Commonly Affected Sites
- Metastatic calcification most commonly affects tissues with a high metabolic rate or those with alkaline environments.
- Lungs: Calcification occur in the alveolar walls and bronchial tissues, often impairing respiratory function.
- Kidneys: Deposits form in the renal parenchyma and tubules, leading to nephrocalcinosis and impaired renal function.
- Stomach: Calcium deposition in the gastric mucosa can cause gastritis and impair acid secretion.
- Heart and Blood Vessels: Calcifications can occur in the myocardium, cardiac valves, and arteries, leading to cardiovascular complications.
Clinical Presentation
- Symptoms of metastatic calcification depend on the organs affected and the severity of calcification.
- Respiratory symptoms: Dyspnea, chronic cough, and reduced lung capacity due to pulmonary calcifications.
- Renal symptoms: Polyuria, polydipsia, and progressive renal insufficiency due to nephrocalcinosis.

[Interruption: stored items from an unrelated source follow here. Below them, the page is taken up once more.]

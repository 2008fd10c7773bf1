//! Lap length of circuit tracks.

use crate::config::TrackLayout;
use crate::graph::WaypointGraph;
use crate::pather::{LapPather, Traversal};

impl WaypointGraph {
    /// Shortest distance around the track from the finish line back to
    /// itself, shortcuts excluded. Sprint tracks and tracks without a loop
    /// through the finish line measure 0.
    pub(crate) fn measure_circuit(&mut self) -> u32 {
        if self.config.layout == TrackLayout::Sprint {
            return 0;
        }
        let Some(finish) = self.finish else {
            return 0;
        };

        // Search from a copy of the finish line so start and goal differ.
        let pather = LapPather::new(&self.nodes, finish, Traversal::NoShortcuts);
        self.finder
            .astar_path(&pather, pather.copy(), finish)
            .map_or(0, |path| path.distance)
    }
}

- Gastrointestinal symptoms: Nausea, vomiting, and epigastric pain due to calcification of the stomach lining.
- Cardiovascular symptoms: Hypertension, arrhythmias, and heart failure in cases with cardiac or vascular involvement.
Diagnosis
- The diagnosis of metastatic calcification involves identifying hypercalcemia and assessing the extent of tissue involvement.
- Serum studies: Elevated serum calcium, phosphate, and parathyroid hormone (PTH) levels. Assessing vitamin D levels and renal function tests are also essential.

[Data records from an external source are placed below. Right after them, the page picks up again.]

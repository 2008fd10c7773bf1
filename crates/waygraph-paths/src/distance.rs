use waygraph_core::Vec3;

/// Edge weight between two positions: Euclidean distance rounded up.
#[inline]
pub fn edge_cost(a: Vec3, b: Vec3) -> u32 {
    clamp_u32(a.distance(b).ceil())
}

/// A* heuristic between two positions: Euclidean distance rounded down.
///
/// Paired with [`edge_cost`] this never overestimates, and it satisfies the
/// triangle inequality against any single edge.
#[inline]
pub fn estimate(a: Vec3, b: Vec3) -> u32 {
    clamp_u32(a.distance(b).floor())
}

#[inline]
fn clamp_u32(d: f64) -> u32 {
    if d.is_nan() {
        u32::MAX
    } else {
        d.clamp(0.0, u32::MAX as f64) as u32
    }
}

- Imaging: X-rays, CT scans, and MRIs can reveal calcified deposits in various tissues.
- Biopsy: Tissue biopsy may be performed to confirm calcium deposition in affected tissues.
Treatment
- The treatment of metastatic calcification focuses on managing the underlying cause of hypercalcaemia and addressing complications.
- Hypercalcaemia management: Includes hydration, diuretics (e.g., furosemide), bisphosphonates, and calcitonin to reduce serum calcium levels.
- Parathyroidectomy: Indicated in cases of primary hyperparathyroidism or refractory secondary hyperparathyroidism.
- Dialysis: Used in patients with renal failure and hypercalcaemia who do not respond to medical management.
- Monitor affected organs: Regular monitoring of lung function, renal function, and cardiovascular health is essential.
Prognosis
The prognosis of metastatic calcification depends on the underlying cause and the extent of organ involvement. Early detection and management of hypercalcaemia can prevent further tissue damage.